We have been separted for 5 weeks.I had big suspicions (conclusive to most people) so I asked him to leave. We had aranged after 2 weeeks apart to, meet weekly as we need to get along and wanted to. No prospect of reconcilliation. I wasthinking it would e nice,but if it was meant to be then it would happen-no engineering it. It was fairly brief meetings, but fine and enjoyable, also discussed our finances, arrangements etc. 

Was meant to meet this weekend, until I discovered he had been searching pvc leather trousers, and saving searches on e bay. i then went and found his car outside OW house 5.30 in mornig. Saw him confronted him, he has still denied it. Now I am so sad, all the work I had done on myself the last few weeks seems wasted as I feel back to square one, I have no good feeling towards him, have cut all contact with so many things unanswered, I have to start going through this whole process all over again.

I am glad to hear you are slowly feeling better.


----------



## Numb-badger (May 18, 2011)

Sorry to hear that, our wishes are with you Reindeer


----------



## Jellybeans (Mar 8, 2011)

AFEH said:


> It’s not until trust is gone that you realise what a trust based relationship a marriage is. Wife has gone shopping, has she really? Husband is out playing golf, is he really? Every single minute they are away from us we trust they are doing the right things by us, but are they?
> 
> Then we begin to question everything. You love me? Do you really?
> 
> ...


Wow. What a beautiful post. And it's spot on.


----------



## anonymous1978 (Dec 27, 2010)

I agree that AFEH's post explains it perfectly. The statement that resonates with me most is "so our life hasn't been real."

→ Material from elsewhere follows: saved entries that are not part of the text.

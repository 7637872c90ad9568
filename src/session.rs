use anyhow::Result;
use directories::ProjectDirs;
use serde::{Deserialize, Serialize};
use std::collections::HashMap;
use std::fs;
use std::path::{Path, PathBuf};

#[derive(Debug, Clone, Serialize, Deserialize)]
pub struct Session {
    pub global_volume: f32,
    #[serde(default)]
    pub muted: bool,
    #[serde(default)]
    pub previous_volume: Option<f32>,
    // sound name -> individual volume
    #[serde(default)]
    pub sounds: HashMap<String, f32>,
}

impl Default for Session {
    fn default() -> Self {
        Self {
            global_volume: 0.5,
            muted: false,
            previous_volume: None,
            sounds: HashMap::new(),
        }
    }
}

impl Session {
    pub fn load() -> Result<Self> {
        Self::load_from(&get_session_path()?)
    }

    pub fn load_from(path: &Path) -> Result<Self> {
        if path.exists() {
            let content = fs::read_to_string(path)?;
            // Session state is disposable; a corrupted file starts fresh.
            let session: Session = toml::from_str(&content).unwrap_or_default();
            Ok(session)
        } else {
            Ok(Self::default())
        }
    }

    pub fn save(&self) -> Result<()> {
        self.save_to(&get_session_path()?)
    }

    pub fn save_to(&self, path: &Path) -> Result<()> {
        if let Some(parent) = path.parent() {
            fs::create_dir_all(parent)?;
        }
        let content = toml::to_string_pretty(self)?;
        fs::write(path, content)?;
        Ok(())
    }
}

fn get_session_path() -> Result<PathBuf> {
    if let Some(proj_dirs) = ProjectDirs::from("com", "murmur", "murmur") {
        Ok(proj_dirs.config_dir().join("session.toml"))
    } else {
        Ok(PathBuf::from("session.toml"))
    }
}
use super::App;
use crate::audio::AudioBackend;

/// One row of the sound list as drawn on screen.
#[derive(Debug, Clone, Copy, PartialEq, Eq)]
pub enum ListLine<'a> {
    Header(&'a str),
    /// Position in `App::order`.
    Sound(usize),
    Blank,
}

fn step(cursor: usize, len: usize, delta: isize) -> usize {
    if len == 0 {
        return 0;
    }
    cursor.saturating_add_signed(delta).min(len - 1)
}

impl<B: AudioBackend> App<B> {
    pub fn list_lines(&self) -> Vec<ListLine<'_>> {
        let mut lines = Vec::with_capacity(self.order.len() * 2);
        let mut current: Option<&str> = None;
        for (pos, &index) in self.order.iter().enumerate() {
            let Some(sound) = self.catalog.get(index) else {
                continue;
            };
            let category = sound.category_label();
            if current != Some(category) {
                if current.is_some() {
                    lines.push(ListLine::Blank);
                }
                lines.push(ListLine::Header(category));
                current = Some(category);
            }
            lines.push(ListLine::Sound(pos));
        }
        lines
    }

    pub fn viewport_height(&self) -> usize {
        // 3 header + 3 footer
        (self.height.saturating_sub(6) as usize).max(1)
    }

    pub fn scroll_into_view(&mut self) {
        let viewport = self.viewport_height();
        let lines = self.list_lines();
        let Some(line) = lines
            .iter()
            .position(|l| *l == ListLine::Sound(self.cursor_pos))
        else {
            return;
        };

        // Keep the category header visible when scrolling up onto its first sound
        let effective_top = match line.checked_sub(1).map(|i| lines[i]) {
            Some(ListLine::Header(_)) => line - 1,
            _ => line,
        };

        if effective_top < self.list_scroll {
            self.list_scroll = effective_top;
        } else if line + 1 > self.list_scroll + viewport {
            self.list_scroll = line + 1 - viewport;
        }
    }

    pub fn move_up(&mut self) {
        self.cursor_pos = step(self.cursor_pos, self.order.len(), -1);
        self.scroll_into_view();
    }

    pub fn move_down(&mut self) {
        self.cursor_pos = step(self.cursor_pos, self.order.len(), 1);
        self.scroll_into_view();
    }

    fn category_at(&self, pos: usize) -> Option<&str> {
        self.order
            .get(pos)
            .and_then(|&index| self.catalog.get(index))
            .map(|s| s.category_label())
    }

    /// Jumps to the first sound of the next category.
    pub fn next_category(&mut self) {
        let Some(current) = self.category_at(self.cursor_pos) else {
            return;
        };
        if let Some(pos) =
            (self.cursor_pos + 1..self.order.len()).find(|&p| self.category_at(p) != Some(current))
        {
            self.cursor_pos = pos;
            self.scroll_into_view();
        }
    }

    /// Jumps to the first sound of the current category, or of the previous
    /// one when already there.
    pub fn prev_category(&mut self) {
        if self.order.is_empty() {
            return;
        }
        let start_of = |app: &Self, mut pos: usize| {
            while pos > 0 && app.category_at(pos - 1) == app.category_at(pos) {
                pos -= 1;
            }
            pos
        };

        let start = start_of(&*self, self.cursor_pos);
        self.cursor_pos = if start < self.cursor_pos || start == 0 {
            start
        } else {
            start_of(&*self, start - 1)
        };
        self.scroll_into_view();
    }

    pub fn move_playlist_cursor(&mut self, delta: isize) {
        self.playlist_cursor = step(self.playlist_cursor, self.playlist_rows().len(), delta);
    }

    pub fn move_picker_cursor(&mut self, delta: isize) {
        self.picker_cursor = step(self.picker_cursor, self.user_playlists.len(), delta);
    }
}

What is so difficult for me to understand is that he seriously CANNOT grasp that the loss of trust is the biggest issue. He still just keeps explaining that I have not made progress toward healing because I am not focused on the "minor infidelities" that actually happened but I am worried about all of these things that may have happened but are still being lied about.

he just doesn't understand how long-term betrayal by the person you've committed your life to affects your perception...


----------



## AFEH (May 18, 2010)

anonymous1978 said:


> I agree that AFEH's post explains it perfectly. The statement that resonates with me most is "so our life hasn't been real."
> 
> What is so difficult for me to understand is that he seriously CANNOT grasp that the loss of trust is the biggest issue. He still just keeps explaining that I have not made progress toward healing because I am not focused on the "minor infidelities" that actually happened but I am worried about all of these things that may have happened but are still being lied about.
> 
> he just doesn't understand how long-term betrayal by the person you've committed your life to affects your perception...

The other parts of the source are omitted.